Coming Around Again opens with the title track. Simon introduces it with soft, mild synths and keyboards. Simon’s lyrics paint a picture of ordinary domesticity. “Baby sneezes, Mommy pleases, Daddy breezes in.” The naïve rhyme – almost like a nursery rhyme – depict a mundanity that should be relatable. But then Simon pivots, as she’s wont to do, by professing, “So good on paper, so romantic, but so bewildering.” Immediately, Simon tosses the ideal of domesticity out of the window and introduces the kind of particular angst in which she excels. This tense tale of love and marriage is further troubled by Simon’s fretful words as she sings, “You break a window, burn the soufflé, scream a lullaby.”
The song’s title refers to the cyclical nature of love and relationships, particularly difficult relationships that cannot seem to come to a natural conclusion instead of going around in circles. In Ephron’s script (based on her stormy marriage to journalist Carl Bernstein), the lead character – Ephron’s avatar – struggles with her husband’s infidelity while trying to maintain some semblance of sanity and dignity. Their marriage is a series of ups and downs, as scored so gently and astutely by Simon’s deceptively simple lyrics. Though Simon’s song is written for Ephron’s film, which detailed her struggle with a broken marriage, Simon herself went through a rocky marriage with a high-profile partner, singer-songwriter James Taylor, and one could excavate the lyrics in hopes of discovering some subtle messages that allude to that superstar pairing.

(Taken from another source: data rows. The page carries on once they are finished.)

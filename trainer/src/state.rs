use crate::{optimization::Optimizer, swa::WeightAverager};

/// Everything a training run mutates, reused across iterations.
///
/// Owned by the training loop and advanced once per accumulation group.
#[derive(Debug)]
pub struct TrainingState<O> {
    /// The last completed iteration.
    pub iteration: u64,

    /// Live model parameters (flat).
    pub params: Vec<f32>,

    /// Gradient buffer (flat), accumulated across an accumulation group.
    pub grads: Vec<f32>,

    pub optimizer: O,
    pub averager: WeightAverager,

    /// Amount of per-iteration random streams handed out so far.
    pub seeds_consumed: u64,
}

impl<O: Optimizer> TrainingState<O> {
    pub fn new(params: Vec<f32>, optimizer: O, averager: WeightAverager) -> Self {
        Self {
            iteration: 0,
            grads: vec![0.0; params.len()],
            params,
            optimizer,
            averager,
            seeds_consumed: 0,
        }
    }

    #[inline]
    pub fn zero_grads(&mut self) {
        self.grads.fill(0.0);
    }

    /// Returns the parameters to evaluate and checkpoint as averaged ones.
    #[inline]
    pub fn eval_params(&self) -> &[f32] {
        self.averager.view(&self.params)
    }
}
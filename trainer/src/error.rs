use std::{error::Error, fmt, io, path::PathBuf};

use collective::CollectiveErr;

use crate::{cadence::CadenceViolation, config::PrecisionMode, optimization::SizeMismatchErr};

/// The trainer module's result type.
pub type Result<T> = std::result::Result<T, TrainErr>;

/// Every violated interval constraint of a cadence configuration.
#[derive(Debug, Clone, PartialEq, Eq)]
pub struct CadenceErr {
    pub violations: Vec<CadenceViolation>,
}

impl fmt::Display for CadenceErr {
    fn fmt(&self, f: &mut fmt::Formatter<'_>) -> fmt::Result {
        write!(f, "invalid cadence:")?;
        for violation in &self.violations {
            write!(f, "\n  - {violation}")?;
        }
        Ok(())
    }
}

impl Error for CadenceErr {}

/// Problems with the run configuration, all detected before training starts.
#[derive(Debug)]
pub enum ConfigErr {
    Io(io::Error),
    Parse(serde_json::Error),
    Cadence(CadenceErr),
    UnsupportedPrecision(PrecisionMode),
    InvalidValue {
        name: &'static str,
        reason: String,
    },
    Environment {
        var: &'static str,
        reason: String,
    },
}

impl fmt::Display for ConfigErr {
    fn fmt(&self, f: &mut fmt::Formatter<'_>) -> fmt::Result {
        match self {
            ConfigErr::Io(e) => write!(f, "couldn't read the configuration: {e}"),
            ConfigErr::Parse(e) => write!(f, "malformed configuration: {e}"),
            ConfigErr::Cadence(e) => write!(f, "{e}"),
            ConfigErr::UnsupportedPrecision(mode) => {
                write!(f, "precision mode {mode} is not supported, use fp32 or tf32")
            }
            ConfigErr::InvalidValue { name, reason } => write!(f, "invalid {name}: {reason}"),
            ConfigErr::Environment { var, reason } => {
                write!(f, "invalid environment variable {var}: {reason}")
            }
        }
    }
}

impl Error for ConfigErr {
    fn source(&self) -> Option<&(dyn Error + 'static)> {
        match self {
            ConfigErr::Io(e) => Some(e),
            ConfigErr::Parse(e) => Some(e),
            ConfigErr::Cadence(e) => Some(e),
            _ => None,
        }
    }
}

impl From<io::Error> for ConfigErr {
    fn from(value: io::Error) -> Self {
        Self::Io(value)
    }
}

impl From<serde_json::Error> for ConfigErr {
    fn from(value: serde_json::Error) -> Self {
        Self::Parse(value)
    }
}

impl From<CadenceErr> for ConfigErr {
    fn from(value: CadenceErr) -> Self {
        Self::Cadence(value)
    }
}

/// Failures reading or writing checkpoint artifacts.
#[derive(Debug)]
pub enum CheckpointErr {
    Io { path: PathBuf, source: io::Error },
    Format { path: PathBuf, reason: String },
    MissingTensor { path: PathBuf, name: &'static str },
    SizeMismatch(SizeMismatchErr),
}

impl fmt::Display for CheckpointErr {
    fn fmt(&self, f: &mut fmt::Formatter<'_>) -> fmt::Result {
        match self {
            CheckpointErr::Io { path, source } => {
                write!(f, "checkpoint io error at {}: {source}", path.display())
            }
            CheckpointErr::Format { path, reason } => {
                write!(f, "corrupt checkpoint {}: {reason}", path.display())
            }
            CheckpointErr::MissingTensor { path, name } => {
                write!(f, "checkpoint {} has no `{name}` tensor", path.display())
            }
            CheckpointErr::SizeMismatch(e) => write!(f, "checkpoint doesn't fit the model: {e}"),
        }
    }
}

impl Error for CheckpointErr {
    fn source(&self) -> Option<&(dyn Error + 'static)> {
        match self {
            CheckpointErr::Io { source, .. } => Some(source),
            CheckpointErr::SizeMismatch(e) => Some(e),
            _ => None,
        }
    }
}

impl From<SizeMismatchErr> for CheckpointErr {
    fn from(value: SizeMismatchErr) -> Self {
        Self::SizeMismatch(value)
    }
}

/// Errors returned by a compute step collaborator.
pub type ComputeErr = Box<dyn Error + Send + Sync>;

/// Fatal failures of a training run.
#[derive(Debug)]
pub enum TrainErr {
    Config(ConfigErr),
    Checkpoint(CheckpointErr),
    Collective(CollectiveErr),
    Optimizer(SizeMismatchErr),
    Compute {
        iteration: u64,
        source: ComputeErr,
    },
    MisalignedResume {
        iteration: u64,
        accumulation_iters: u64,
    },
    MissingMetric {
        name: String,
    },
    NonFiniteMetric {
        name: String,
        value: f32,
    },
}

impl fmt::Display for TrainErr {
    fn fmt(&self, f: &mut fmt::Formatter<'_>) -> fmt::Result {
        match self {
            TrainErr::Config(e) => write!(f, "{e}"),
            TrainErr::Checkpoint(e) => write!(f, "{e}"),
            TrainErr::Collective(e) => write!(f, "collective operation failed: {e}"),
            TrainErr::Optimizer(e) => write!(f, "optimizer step failed: {e}"),
            TrainErr::Compute { iteration, source } => {
                write!(f, "compute step failed at iteration {iteration}: {source}")
            }
            TrainErr::MisalignedResume {
                iteration,
                accumulation_iters,
            } => write!(
                f,
                "can't resume from iteration {iteration}, it is not a multiple of accumulation_iters={accumulation_iters}"
            ),
            TrainErr::MissingMetric { name } => {
                write!(f, "validation records don't carry the `{name}` metric")
            }
            TrainErr::NonFiniteMetric { name, value } => {
                write!(f, "metric `{name}` is not finite: {value}")
            }
        }
    }
}

impl Error for TrainErr {
    fn source(&self) -> Option<&(dyn Error + 'static)> {
        match self {
            TrainErr::Config(e) => Some(e),
            TrainErr::Checkpoint(e) => Some(e),
            TrainErr::Collective(e) => Some(e),
            TrainErr::Optimizer(e) => Some(e),
            TrainErr::Compute { source, .. } => Some(source.as_ref()),
            _ => None,
        }
    }
}

impl From<ConfigErr> for TrainErr {
    fn from(value: ConfigErr) -> Self {
        Self::Config(value)
    }
}

impl From<CadenceErr> for TrainErr {
    fn from(value: CadenceErr) -> Self {
        Self::Config(ConfigErr::Cadence(value))
    }
}

impl From<CheckpointErr> for TrainErr {
    fn from(value: CheckpointErr) -> Self {
        Self::Checkpoint(value)
    }
}

impl From<CollectiveErr> for TrainErr {
    fn from(value: CollectiveErr) -> Self {
        Self::Collective(value)
    }
}

impl From<SizeMismatchErr> for TrainErr {
    fn from(value: SizeMismatchErr) -> Self {
        Self::Optimizer(value)
    }
}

But the genius of Carly Simon – especially Carly Simon of the mid-1980s – is that she can craft story songs with enough broad and common themes that seem to apply to all of her listeners’ lives. Though far softer, “Coming Around Again” could be seen as a sibling of “You’re So Vain”, it’s a far more mature, older sibling. In the classic rock song, Simon vents about a wayward lover who is crass and a megalomaniac, someone who uses Simon and then tosses her aside with little-to-no regard. In “Coming Around Again”, the narrator is older, wiser, wealthier, and not as quick to turn to fury. Instead of being angry, like she is in “You’re So Vain”, Simon embodies regret, resignation, and hope. The stakes for the Carly Simon in “Coming Around Again” are far greater because she’s fallen for the American ideal of love, marriage, and adulthood, participating in culturally mandated rituals like getting married, having kids, throwing dinner parties, and keeping up appearances for the neighbors.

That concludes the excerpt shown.